Le permis de conduire financé pour attirer les jeunes

Pour assurer ces objectifs et attirer en masse des volontaires, en particulier des jeunes, l’Etat mise sur cinq mesures, tirées des recommandations d’un rapport parlementaire remis en juillet sur la garde nationale.

Les deux premières visent les moins de 25 ans : le permis de conduire sera financé à hauteur de 1 000 euros si le jeune réserviste le passe pendant son contrat. Une allocation mensuelle de 100 euros lui sera également versée s’il est étudiant et s’il s’engage « pour une durée de cinq ans », avec trente-sept jours par an sur le terrain (la moyenne est de vingt-huit jours).

Une fois les réservistes recrutés, encore faut-il les fidéliser. Une prime de 250 euros leur sera versée s’ils renouvellent leur contrat initial d’engagement pour une durée de trois à cinq ans. Ils pourront aussi valoriser leurs compétences acquises pendant leur contrat dans la garde nationale grâce à des « passerelles institutionnelles vers les métiers de la sécurité privée ».

La dernière mesure cible les entreprises pour faciliter l’engagement de salariés, souvent difficile, grâce à une réduction d’impôt. Coût total de ces mesures, réduction fiscale mise à part : 12 millions d’euros.

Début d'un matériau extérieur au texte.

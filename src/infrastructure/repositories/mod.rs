pub mod chat_repository;
pub mod openai_tts_repository;
pub mod polly_tts_repository;
pub mod transcription_repository;
pub mod tts_repository;

pub use chat_repository::{ChatRepository, ChatRequest, OpenAiChatRepository};
pub use openai_tts_repository::OpenAiTtsRepository;
pub use polly_tts_repository::PollyTtsRepository;
pub use transcription_repository::{OpenAiTranscriptionRepository, TranscriptionRepository};
pub use tts_repository::TtsRepository;
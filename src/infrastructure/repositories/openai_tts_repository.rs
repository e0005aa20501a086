use super::tts_repository::TtsRepository;
use crate::domain::speech::{AudioEncoding, EncodedAudio, LanguageCode};
use async_openai::{
    config::OpenAIConfig,
    types::{CreateSpeechRequest, SpeechModel, SpeechResponseFormat, Voice},
    Client,
};
use async_trait::async_trait;
use std::sync::Arc;

/// OpenAI returns raw PCM at 24 kHz, 16-bit, mono
const PCM_SAMPLE_RATE: u32 = 24_000;

/// OpenAI TTS implementation of TTS repository
pub struct OpenAiTtsRepository {
    client: Arc<Client<OpenAIConfig>>,
    model: String,
    default_voice: String,
}

impl OpenAiTtsRepository {
    pub fn new(client: Arc<Client<OpenAIConfig>>, model: String, default_voice: String) -> Self {
        Self {
            client,
            model,
            default_voice,
        }
    }

    /// Select the appropriate OpenAI voice for a language
    /// Based on voice characteristics that suit each language
    fn get_voice_for_language(&self, language: LanguageCode) -> String {
        match language {
            LanguageCode::English => "alloy".to_string(), // Neutral American accent
            LanguageCode::Spanish => "echo".to_string(),  // Warm, clear for Spanish
            LanguageCode::French => "nova".to_string(),
            LanguageCode::German => "onyx".to_string(),
            LanguageCode::Italian => "fable".to_string(),
            LanguageCode::Portuguese => "shimmer".to_string(),
        }
    }

    fn speech_model(&self) -> SpeechModel {
        match self.model.as_str() {
            "tts-1" => SpeechModel::Tts1,
            "tts-1-hd" => SpeechModel::Tts1Hd,
            other => SpeechModel::Other(other.to_string()),
        }
    }
}

fn parse_voice(voice: &str) -> Voice {
    match voice.to_lowercase().as_str() {
        "alloy" => Voice::Alloy,
        "echo" => Voice::Echo,
        "fable" => Voice::Fable,
        "onyx" => Voice::Onyx,
        "nova" => Voice::Nova,
        "shimmer" => Voice::Shimmer,
        _ => Voice::Alloy,
    }
}

#[async_trait]
impl TtsRepository for OpenAiTtsRepository {
    async fn synthesize(&self, text: &str, language: LanguageCode) -> Result<EncodedAudio, String> {
        let start_time = std::time::Instant::now();

        // Per-language voice unless one is forced by configuration
        let voice = if self.default_voice.is_empty() {
            self.get_voice_for_language(language)
        } else {
            self.default_voice.clone()
        };

        tracing::debug!(
            model = %self.model,
            voice = %voice,
            language = %language,
            text_length = text.len(),
            "Calling OpenAI TTS API"
        );

        let request = CreateSpeechRequest {
            model: self.speech_model(),
            input: text.to_string(),
            voice: parse_voice(&voice),
            response_format: Some(SpeechResponseFormat::Pcm),
            speed: None,
        };

        let response = self.client.audio().speech(request).await.map_err(|e| {
            tracing::error!(
                error = %e,
                model = %self.model,
                voice = %voice,
                text_length = text.len(),
                "OpenAI TTS API call failed"
            );
            format!("OpenAI TTS error: {}", e)
        })?;

        let bytes = response.bytes.to_vec();

        tracing::info!(
            provider = "openai",
            model = %self.model,
            voice = %voice,
            language = %language,
            latency_ms = start_time.elapsed().as_millis(),
            characters_count = text.len(),
            audio_size_bytes = bytes.len(),
            "TTS unit synthesized"
        );

        Ok(EncodedAudio {
            bytes,
            encoding: AudioEncoding::Pcm16 {
                sample_rate: PCM_SAMPLE_RATE,
                channels: 1,
            },
        })
    }

    fn provider(&self) -> &'static str {
        "openai"
    }
}
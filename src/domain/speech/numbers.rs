//! Spelled-out cardinal numbers for the languages we can read aloud.

use super::language::LanguageCode;

const EN_ONES: [&str; 20] = [
    "zero", "one", "two", "three", "four", "five", "six", "seven", "eight", "nine", "ten",
    "eleven", "twelve", "thirteen", "fourteen", "fifteen", "sixteen", "seventeen", "eighteen",
    "nineteen",
];
const EN_TENS: [&str; 10] = [
    "", "", "twenty", "thirty", "forty", "fifty", "sixty", "seventy", "eighty", "ninety",
];
const EN_SCALES: [&str; 7] = [
    "",
    "thousand",
    "million",
    "billion",
    "trillion",
    "quadrillion",
    "quintillion",
];

const ES_UNITS: [&str; 30] = [
    "cero",
    "uno",
    "dos",
    "tres",
    "cuatro",
    "cinco",
    "seis",
    "siete",
    "ocho",
    "nueve",
    "diez",
    "once",
    "doce",
    "trece",
    "catorce",
    "quince",
    "dieciséis",
    "diecisiete",
    "dieciocho",
    "diecinueve",
    "veinte",
    "veintiuno",
    "veintidós",
    "veintitrés",
    "veinticuatro",
    "veinticinco",
    "veintiséis",
    "veintisiete",
    "veintiocho",
    "veintinueve",
];
const ES_TENS: [&str; 10] = [
    "", "", "", "treinta", "cuarenta", "cincuenta", "sesenta", "setenta", "ochenta", "noventa",
];
const ES_HUNDREDS: [&str; 10] = [
    "",
    "ciento",
    "doscientos",
    "trescientos",
    "cuatrocientos",
    "quinientos",
    "seiscientos",
    "setecientos",
    "ochocientos",
    "novecientos",
];
/// Long-scale names: 10^6, 10^12, 10^18
const ES_SCALES: [(&str, &str); 3] = [
    ("millón", "millones"),
    ("billón", "billones"),
    ("trillón", "trillones"),
];

/// Whether `spell` has words for this language
pub fn can_spell(language: LanguageCode) -> bool {
    matches!(language, LanguageCode::English | LanguageCode::Spanish)
}

/// Spell `n` in `language`, or `None` when we have no words for it
pub fn spell(n: u64, language: LanguageCode) -> Option<String> {
    match language {
        LanguageCode::English => Some(spell_en(n)),
        LanguageCode::Spanish => Some(spell_es(n)),
        _ => None,
    }
}

/// Spell a run of ASCII digits. Runs that overflow `u64` are read digit by digit.
pub fn spell_digits(digits: &str, language: LanguageCode) -> Option<String> {
    if !can_spell(language) {
        return None;
    }

    match digits.parse::<u64>() {
        Ok(n) => spell(n, language),
        Err(_) => {
            let words: Option<Vec<String>> = digits
                .chars()
                .map(|c| c.to_digit(10).and_then(|d| spell(d as u64, language)))
                .collect();
            words.map(|w| w.join(" "))
        }
    }
}

fn spell_en(n: u64) -> String {
    if n == 0 {
        return EN_ONES[0].to_string();
    }

    let mut groups = Vec::new();
    let mut remaining = n;
    while remaining > 0 {
        groups.push((remaining % 1000) as usize);
        remaining /= 1000;
    }

    let mut parts = Vec::new();
    for (scale, &group) in groups.iter().enumerate().rev() {
        if group == 0 {
            continue;
        }
        // "one thousand and five": the trailing group joins with "and" when it has no hundreds
        if scale == 0 && group < 100 && !parts.is_empty() {
            parts.push("and".to_string());
        }
        parts.push(spell_en_group(group));
        if scale > 0 {
            parts.push(EN_SCALES[scale].to_string());
        }
    }

    parts.join(" ")
}

fn spell_en_group(n: usize) -> String {
    let hundreds = n / 100;
    let rest = n % 100;

    let mut words = Vec::new();
    if hundreds > 0 {
        words.push(format!("{} hundred", EN_ONES[hundreds]));
        if rest > 0 {
            words.push("and".to_string());
        }
    }
    if rest > 0 {
        words.push(spell_en_below_hundred(rest));
    }
    words.join(" ")
}

fn spell_en_below_hundred(n: usize) -> String {
    if n < 20 {
        return EN_ONES[n].to_string();
    }
    let tens = EN_TENS[n / 10];
    match n % 10 {
        0 => tens.to_string(),
        ones => format!("{}-{}", tens, EN_ONES[ones]),
    }
}

fn spell_es(n: u64) -> String {
    if n == 0 {
        return ES_UNITS[0].to_string();
    }

    // Split into blocks of 10^6 (long scale)
    let mut blocks = Vec::new();
    let mut remaining = n;
    while remaining > 0 {
        blocks.push(remaining % 1_000_000);
        remaining /= 1_000_000;
    }

    let mut parts = Vec::new();
    for (scale, &block) in blocks.iter().enumerate().rev() {
        if block == 0 {
            continue;
        }
        if scale == 0 {
            parts.push(spell_es_below_million(block, false));
        } else {
            let (singular, plural) = ES_SCALES[scale - 1];
            if block == 1 {
                parts.push(format!("un {}", singular));
            } else {
                parts.push(format!("{} {}", spell_es_below_million(block, true), plural));
            }
        }
    }

    parts.join(" ")
}

/// `apocope` shortens a trailing "uno" when the number modifies a noun ("veintiún millones")
fn spell_es_below_million(n: u64, apocope: bool) -> String {
    let thousands = (n / 1000) as usize;
    let rest = (n % 1000) as usize;

    let mut words = Vec::new();
    match thousands {
        0 => {}
        1 => words.push("mil".to_string()),
        t => words.push(format!("{} mil", spell_es_below_thousand(t, true))),
    }
    if rest > 0 {
        words.push(spell_es_below_thousand(rest, apocope));
    }
    words.join(" ")
}

fn spell_es_below_thousand(n: usize, apocope: bool) -> String {
    if n == 100 {
        return "cien".to_string();
    }

    let hundreds = n / 100;
    let rest = n % 100;

    let mut words = Vec::new();
    if hundreds > 0 {
        words.push(ES_HUNDREDS[hundreds].to_string());
    }
    if rest > 0 {
        words.push(spell_es_below_hundred(rest, apocope));
    }
    words.join(" ")
}

fn spell_es_below_hundred(n: usize, apocope: bool) -> String {
    let word = if n < 30 {
        ES_UNITS[n].to_string()
    } else {
        match n % 10 {
            0 => ES_TENS[n / 10].to_string(),
            ones => format!("{} y {}", ES_TENS[n / 10], ES_UNITS[ones]),
        }
    };

    if !apocope {
        return word;
    }
    if word == "veintiuno" {
        "veintiún".to_string()
    } else if let Some(stem) = word.strip_suffix("uno") {
        format!("{}un", stem)
    } else {
        word
    }
}
use crate::e2e::helpers;

use helpers::TestContext;
use hyper::StatusCode;
use test_context::test_context;

#[test_context(TestContext)]
#[tokio::test]
async fn it_should_return_ok_for_health_check(ctx: &TestContext) {
    let response = ctx.client.get("/health").await.unwrap();

    response.assert_status(StatusCode::OK);

    // Health endpoint returns plain text
    let body = String::from_utf8(response.body_bytes.clone()).unwrap();
    assert_eq!(body, "OK");
}

#[test_context(TestContext)]
#[tokio::test]
async fn it_should_report_pipeline_readiness(ctx: &TestContext) {
    let response = ctx.client.get("/health/ready").await.unwrap();

    response.assert_status(StatusCode::OK);

    let body = response.body.as_ref().unwrap();
    assert_eq!(body.get("status").and_then(|v| v.as_str()), Some("ready"));
    assert_eq!(body.get("tts").and_then(|v| v.as_str()), Some("mock"));
    assert_eq!(
        body.get("languages"),
        Some(&serde_json::json!(["en", "es"]))
    );
    assert_eq!(
        body.get("default_language").and_then(|v| v.as_str()),
        Some("en")
    );
}

#[test_context(TestContext)]
#[tokio::test]
async fn it_should_include_request_id_in_health_responses(ctx: &TestContext) {
    let response = ctx.client.get("/health").await.unwrap();
    response.assert_header_exists("x-request-id");

    let response = ctx.client.get("/health/ready").await.unwrap();
    response.assert_header_exists("x-request-id");
}

#[test_context(TestContext)]
#[tokio::test]
async fn it_should_propagate_caller_request_id(ctx: &TestContext) {
    let response = ctx
        .client
        .get_with_headers("/health", &[("x-request-id", "client-trace-42")])
        .await
        .unwrap();

    response.assert_header("x-request-id", "client-trace-42");
}

#[test_context(TestContext)]
#[tokio::test]
async fn it_should_allow_configured_cors_origin(ctx: &TestContext) {
    let response = ctx
        .client
        .get_with_headers("/health", &[("origin", "http://localhost:3000")])
        .await
        .unwrap();

    response.assert_header("access-control-allow-origin", "http://localhost:3000");
}

#[test_context(TestContext)]
#[tokio::test]
async fn it_should_be_fast_health_check(ctx: &TestContext) {
    let start = std::time::Instant::now();
    let response = ctx.client.get("/health").await.unwrap();
    let duration = start.elapsed();

    response.assert_status(StatusCode::OK);
    assert!(
        duration.as_millis() < 1000,
        "Health check took too long: {:?}",
        duration
    );
}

Malgré son lancement officiel, la garde nationale laisse de nombreuses questions en suspens. Notamment la gestion des ressources humaines des réservistes de l’armée, défaillante, et qui vaut à de nombreux volontaires engagés de n’avoir jamais été appelés alors qu’ils sont encore sous contrat. Sur ce point, une source ministérielle précise qu’« une mission a été lancée pour refondre le système, qui pose effectivement problème ». Sur d’autres points d’achoppement, elle met en avant « l’harmonisation » à venir, sans plus de détails. Mais avec le souhait « qu’enfin, en France, la réserve décolle ».